*WHAT YOU WILL DO*: Below are the entries to work from; restate word for word the portion that opens with the line containing "impl<S: Store> CommentSection<S>" and closes with the line containing "the new view.", keeping both.

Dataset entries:
= Beginning of Section =

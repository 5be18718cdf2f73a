mod comment;
mod error;
mod post;
mod reaction;
mod store;
mod user;

pub use comment::{CommentId, CommentRecord, NewComment};
pub use error::Error;
pub use post::PostId;
pub use reaction::{ReactionKind, ReactionPatch};
pub use store::{FeedMessage, Store};
pub use user::{Identity, UserId};

pub use uuid::{uuid, Uuid};
pub type Time = chrono::DateTime<chrono::Utc>;

pub const STUB_UUID: Uuid = uuid!("ffffffff-ffff-ffff-ffff-ffffffffffff");

/// Maximum comment length in characters, checked at composition time.
pub const MAX_CONTENT_LEN: usize = 500;

/// Checks comment text before any store call is made. The stored content is
/// the trimmed text, so both checks run on the trimmed form.
pub fn validate_content(text: &str) -> Result<(), Error> {
    let trimmed = text.trim();
    if trimmed.is_empty() {
        return Err(Error::EmptyContent);
    }
    let len = trimmed.chars().count();
    if len > MAX_CONTENT_LEN {
        return Err(Error::ContentTooLong(len));
    }
    Ok(())
}
//! Per-comment reaction bookkeeping: at most one reaction per actor, with
//! toggle-off semantics. Pure functions over the reaction map; the store is
//! the one applying them against its latest state.

use std::collections::BTreeMap;

use crate::api::{ReactionKind, UserId};

/// Applies one actor's toggle. Pressing the reaction the actor already has
/// removes it; anything else (no prior reaction, or a different kind)
/// switches to `kind`. Returns whether the actor ends up with `kind` set.
pub fn toggle(map: &mut BTreeMap<UserId, ReactionKind>, actor: UserId, kind: ReactionKind) -> bool {
    match map.get(&actor) {
        Some(current) if *current == kind => {
            map.remove(&actor);
            false
        }
        _ => {
            map.insert(actor, kind);
            true
        }
    }
}

/// Number of distinct actors currently reacting with `kind`. Recomputed from
/// the map on every read; there is no counter to drift out of sync.
pub fn count(map: &BTreeMap<UserId, ReactionKind>, kind: ReactionKind) -> usize {
    map.values().filter(|k| **k == kind).count()
}
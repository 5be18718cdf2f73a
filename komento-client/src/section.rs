use std::collections::HashMap;

use tokio::sync::mpsc;

use crate::{
    api::{
        validate_content, CommentId, CommentRecord, Error, FeedMessage, Identity, NewComment,
        PostId, ReactionKind, ReactionPatch, Store, MAX_CONTENT_LEN,
    },
    comment::{DEFAULT_AUTHOR_NAME, DEFAULT_AVATAR_URL},
    thread, Comment, CommentNode,
};

/// Where the live query of a section currently stands.
#[derive(Clone, Debug, Eq, PartialEq)]
pub enum FeedState {
    Unsubscribed,
    /// Subscribed, first snapshot not yet received.
    Subscribing,
    Live,
    /// The feed ended on its own. Comments stay on screen but are stale;
    /// getting live again takes an explicit [`CommentSection::resubscribe`].
    Lost(Error),
}

/// Owns the comment feed of one blog post and every piece of UI-facing state
/// around it: the rebuilt reply forest, the composer, the open reply boxes,
/// and the lazily-resolved actor identity.
///
/// All store traffic of the comment section funnels through here; failures
/// come back as [`Error`] values for inline display and never unwind further.
pub struct CommentSection<S> {
    store: S,
    post: Option<PostId>,
    state: FeedState,
    feed: Option<mpsc::UnboundedReceiver<FeedMessage>>,
    identity: Option<Identity>,
    comments: Vec<Comment>,
    roots: Vec<CommentNode>,
    composer: String,
    reply_boxes: HashMap<CommentId, String>,
}

impl<S: Store> CommentSection<S> {
    pub fn new(store: S) -> CommentSection<S> {
        CommentSection {
            store,
            post: None,
            state: FeedState::Unsubscribed,
            feed: None,
            identity: None,
            comments: Vec::new(),
            roots: Vec::new(),
            composer: String::new(),
            reply_boxes: HashMap::new(),
        }
    }

    /// Points the section at `post`. Any previous subscription is dropped
    /// before the new one is established, so a snapshot from the old post can
    /// never land in the new view.
    pub async fn subscribe(&mut self, post: PostId) -> Result<(), Error> {
        self.unsubscribe();
        self.post = Some(post.clone());
        self.state = FeedState::Subscribing;
        match self.store.subscribe(&post).await {
            Ok(feed) => {
                self.feed = Some(feed);
                Ok(())
            }
            Err(e) => {
                self.state = FeedState::Lost(e.clone());
                Err(e)
            }
        }
    }

    /// Drops the live query and everything derived from it. The store prunes
    /// the dead watcher on its next broadcast.
    pub fn unsubscribe(&mut self) {
        self.feed = None;
        self.post = None;
        self.state = FeedState::Unsubscribed;
        self.comments.clear();
        self.roots.clear();
        self.composer.clear();
        self.reply_boxes.clear();
    }

    /// Manual retry after the feed was lost.
    pub async fn resubscribe(&mut self) -> Result<(), Error> {
        match self.post.clone() {
            Some(post) => self.subscribe(post).await,
            None => Err(Error::Unavailable("not subscribed to a post".to_string())),
        }
    }

    /// Waits for the next feed message and folds it into local state.
    /// Returns true when a snapshot was applied; false once the feed has
    /// nothing more to deliver (terminated or closed).
    pub async fn pump(&mut self) -> bool {
        let Some(feed) = self.feed.as_mut() else {
            return false;
        };
        match feed.recv().await {
            Some(FeedMessage::Snapshot(records)) => {
                self.apply_snapshot(records);
                true
            }
            Some(FeedMessage::Terminated(e)) => {
                tracing::warn!(post = ?self.post, error = %e, "comment feed terminated");
                self.feed = None;
                self.state = FeedState::Lost(e);
                false
            }
            None => {
                tracing::warn!(post = ?self.post, "comment feed closed without a terminal message");
                self.feed = None;
                self.state = FeedState::Lost(Error::Unavailable("feed closed".to_string()));
                false
            }
        }
    }

    /// Every snapshot replaces the whole flat list and triggers a full
    /// rebuild. Correctness over micro-efficiency: there is no patching of
    /// the previous forest.
    fn apply_snapshot(&mut self, records: Vec<CommentRecord>) {
        self.comments = records
            .into_iter()
            .filter_map(Comment::from_record)
            .collect();
        self.roots = thread::build(self.comments.clone());
        if self.state != FeedState::Live {
            tracing::debug!(post = ?self.post, "comment feed is live");
            self.state = FeedState::Live;
        }
    }

    /// The actor identity, resolved on first use. Nothing identity-related
    /// happens before the first write.
    async fn identity(&mut self) -> Result<Identity, Error> {
        if let Some(id) = &self.identity {
            return Ok(id.clone());
        }
        let id = self.store.resolve_identity().await?;
        tracing::debug!(actor = ?id.id, "resolved actor identity");
        self.identity = Some(id.clone());
        Ok(id)
    }

    fn current_post(&self) -> Result<PostId, Error> {
        self.post
            .clone()
            .ok_or_else(|| Error::Unavailable("not subscribed to a post".to_string()))
    }

    async fn submit(
        &mut self,
        parent_id: Option<CommentId>,
        text: &str,
    ) -> Result<CommentId, Error> {
        validate_content(text)?;
        let post = self.current_post()?;
        let identity = self.identity().await?;
        let comment = NewComment {
            author_id: identity.id,
            author_name: identity
                .display_name
                .unwrap_or_else(|| DEFAULT_AUTHOR_NAME.to_string()),
            author_avatar_url: identity
                .avatar_url
                .unwrap_or_else(|| DEFAULT_AVATAR_URL.to_string()),
            content: text.trim().to_string(),
            parent_id,
        };
        self.store.create(&post, comment).await
    }

    /// Posts the composer text as a top-level comment. The composer is
    /// cleared only once the store accepted the write; on any failure the
    /// text stays put for the user to retry.
    pub async fn submit_root(&mut self) -> Result<CommentId, Error> {
        let text = self.composer.clone();
        let id = self.submit(None, &text).await?;
        self.composer.clear();
        Ok(id)
    }

    /// Posts the reply box of `parent` and closes it. The parent must be
    /// currently visible; the store does not check this for us.
    pub async fn submit_reply(&mut self, parent: CommentId) -> Result<CommentId, Error> {
        if self.find(&parent).is_none() {
            return Err(Error::UnknownComment(parent));
        }
        let text = self.reply_boxes.get(&parent).cloned().unwrap_or_default();
        let id = self.submit(Some(parent), &text).await?;
        self.reply_boxes.remove(&parent);
        Ok(id)
    }

    /// Sends one reaction toggle; the store applies it against its latest
    /// state, so nothing is lost to concurrent reactions from other actors.
    pub async fn toggle_reaction(
        &mut self,
        comment: CommentId,
        kind: ReactionKind,
    ) -> Result<(), Error> {
        if self.find(&comment).is_none() {
            return Err(Error::UnknownComment(comment));
        }
        let post = self.current_post()?;
        let actor = self.identity().await?.id;
        self.store
            .update(&post, comment, ReactionPatch { actor, kind })
            .await
    }

    /// Deletes a comment of our own. The author check here is UX only; the
    /// store performs the authoritative one. Replies to the deleted comment
    /// are left in place and simply drop out of the visible forest.
    pub async fn delete_own(&mut self, comment: CommentId) -> Result<(), Error> {
        let post = self.current_post()?;
        let actor = self.identity().await?.id;
        match self.find(&comment) {
            None => return Err(Error::UnknownComment(comment)),
            Some(c) if !c.is_authored_by(&actor) => return Err(Error::PermissionDenied),
            Some(_) => (),
        }
        self.store.delete(&post, comment, actor).await
    }

    pub fn state(&self) -> &FeedState {
        &self.state
    }

    /// The reply forest, rebuilt on every snapshot.
    pub fn roots(&self) -> &[CommentNode] {
        &self.roots
    }

    /// Number of top-level threads; this is the count the section header
    /// displays.
    pub fn root_count(&self) -> usize {
        self.roots.len()
    }

    fn find(&self, id: &CommentId) -> Option<&Comment> {
        self.comments.iter().find(|c| c.id == *id)
    }

    pub fn composer(&self) -> &str {
        &self.composer
    }

    pub fn set_composer(&mut self, text: impl Into<String>) {
        self.composer = text.into();
    }

    /// Characters left in the composer budget, for the "n/500" display.
    pub fn composer_remaining(&self) -> usize {
        MAX_CONTENT_LEN.saturating_sub(self.composer.chars().count())
    }

    pub fn open_reply(&mut self, parent: CommentId) {
        self.reply_boxes.entry(parent).or_default();
    }

    /// None when the reply box for `parent` is closed.
    pub fn reply_text(&self, parent: &CommentId) -> Option<&str> {
        self.reply_boxes.get(parent).map(|s| s.as_str())
    }

    pub fn set_reply(&mut self, parent: CommentId, text: impl Into<String>) {
        self.reply_boxes.insert(parent, text.into());
    }

    pub fn cancel_reply(&mut self, parent: &CommentId) {
        self.reply_boxes.remove(parent);
    }

    /// Whether the delete control should show on `comment`. Before the first
    /// write there is no identity, so nothing is deletable.
    pub fn can_delete(&self, comment: &CommentId) -> bool {
        match (&self.identity, self.find(comment)) {
            (Some(me), Some(c)) => c.is_authored_by(&me.id),
            _ => false,
        }
    }
}
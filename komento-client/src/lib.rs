mod comment;
pub use comment::{Comment, DEFAULT_AUTHOR_NAME, DEFAULT_AVATAR_URL};

pub mod reactions;

mod section;
pub use section::{CommentSection, FeedState};

mod thread;
pub use thread::{build, CommentNode};

pub mod api {
    pub use komento_api::*;
}
use std::collections::BTreeMap;

use uuid::Uuid;

use crate::{ReactionKind, Time, UserId, STUB_UUID};

#[derive(
    Clone, Copy, Debug, Eq, Hash, Ord, PartialEq, PartialOrd, serde::Deserialize, serde::Serialize,
)]
pub struct CommentId(pub Uuid);

impl CommentId {
    pub fn stub() -> CommentId {
        CommentId(STUB_UUID)
    }
}

/// The raw record shape the store hands back. Everything the store does not
/// guarantee is optional here; komento-client normalizes this into its strict
/// `Comment` entity before anything else gets to see it.
#[derive(Clone, Debug, Eq, PartialEq, serde::Deserialize, serde::Serialize)]
pub struct CommentRecord {
    pub id: CommentId,

    /// None for a root comment. May reference a record that no longer exists.
    pub parent_id: Option<CommentId>,

    /// None for fully-anonymous legacy records; used for delete authorization
    pub author_id: Option<UserId>,

    pub author_name: Option<String>,
    pub author_avatar_url: Option<String>,

    pub content: String,

    /// None while the creating write still awaits its server timestamp
    pub created_at: Option<Time>,

    /// At most one entry per actor
    #[serde(default)]
    pub reactions: BTreeMap<UserId, ReactionKind>,
}

/// Fields of a comment creation, as submitted by the composer or a reply box.
/// Id, timestamp and the (empty) reaction map are assigned by the store.
#[derive(Clone, Debug, Eq, PartialEq, serde::Deserialize, serde::Serialize)]
pub struct NewComment {
    pub author_id: UserId,
    pub author_name: String,
    pub author_avatar_url: String,
    pub content: String,
    pub parent_id: Option<CommentId>,
}
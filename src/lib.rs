//! Deadline-driven task triage and greedy multi-day scheduling.
//!
//! Assigns a finite set of due-dated tasks, each needing a known number of
//! work-hours, to fixed-size time slots across successive calendar days so
//! that the most urgent task is always worked on next. Urgency is the
//! critical-ratio-style score `hours_needed / hours_available`, recomputed
//! from scratch at every slot so the "most urgent" task can change mid-day.
//!
//! # Modules
//!
//! - **`models`**: Domain types — `Task`, `TaskRegistry`, `Event`,
//!   `DailyPlan`, `Schedule`
//! - **`triage`**: Per-task feasibility and priority scoring, and
//!   whole-registry aggregation with infeasibility pruning
//! - **`scheduler`**: The greedy day-by-day, slot-by-slot allocation loop
//!   and schedule statistics
//! - **`validation`**: Batch input integrity checks (duplicate names,
//!   non-positive hours)
//!
//! # Architecture
//!
//! Control flow per slot: Scheduler → Triage Engine → Task Registry
//! (read/prune) → back to Scheduler. Single-threaded and fully
//! synchronous — one scheduling run owns its registry exclusively, since
//! the algorithm is an ordered simulation of calendar time, not a live
//! service.
//!
//! # References
//!
//! - Pinedo (2016), "Scheduling: Theory, Algorithms, and Systems", Ch. 4
//! - Haupt (1989), "A Survey of Priority Rule-Based Scheduling"

pub mod models;
pub mod scheduler;
pub mod triage;
pub mod validation;
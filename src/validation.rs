//! Batch input validation for task lists.
//!
//! Checks structural integrity of a task list before a registry is
//! built. Detects:
//! - Duplicate task names
//! - Non-positive work-hours
//!
//! [`TaskRegistry::add`](crate::models::TaskRegistry::add) applies the
//! same rules incrementally and fails on the first offender; this module
//! is for callers assembling whole task lists who want every problem
//! reported at once.

use crate::models::Task;
use std::collections::HashSet;

/// Validation result.
pub type ValidationResult = Result<(), Vec<ValidationError>>;

/// A validation error.
#[derive(Debug, Clone, PartialEq)]
pub struct ValidationError {
    /// Error category.
    pub kind: ValidationErrorKind,
    /// Human-readable description.
    pub message: String,
}

/// Categories of validation errors.
#[derive(Debug, Clone, PartialEq, Eq)]
pub enum ValidationErrorKind {
    /// Two tasks share the same name.
    DuplicateName,
    /// A task requires zero or negative hours.
    NonPositiveHours,
}

impl ValidationError {
    fn new(kind: ValidationErrorKind, message: impl Into<String>) -> Self {
        Self {
            kind,
            message: message.into(),
        }
    }
}

/// Validates a task list before scheduling.
///
/// # Returns
/// `Ok(())` if all checks pass, `Err(errors)` with every detected issue.
pub fn validate_input(tasks: &[Task]) -> ValidationResult {
    let mut errors = Vec::new();
    let mut names = HashSet::new();

    for task in tasks {
        if !names.insert(task.name.as_str()) {
            errors.push(ValidationError::new(
                ValidationErrorKind::DuplicateName,
                format!("Duplicate task name: {}", task.name),
            ));
        }

        if task.hours_remaining <= 0.0 {
            errors.push(ValidationError::new(
                ValidationErrorKind::NonPositiveHours,
                format!(
                    "Task '{}' requires non-positive hours: {}",
                    task.name, task.hours_remaining
                ),
            ));
        }
    }

    if errors.is_empty() {
        Ok(())
    } else {
        Err(errors)
    }
}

= End of Section =

*RESPONSE FOR THIS EXERCISE*:
impl<S: Store> CommentSection<S> {
    pub fn new(store: S) -> CommentSection<S> {
        CommentSection {
            store,
            post: None,
            state: FeedState::Unsubscribed,
            feed: None,
            identity: None,
            comments: Vec::new(),
            roots: Vec::new(),
            composer: String::new(),
            reply_boxes: HashMap::new(),
        }
    }

    /// Points the section at `post`. Any previous subscription is dropped
    /// before the new one is established, so a snapshot from the old post can
    /// never land in the new view.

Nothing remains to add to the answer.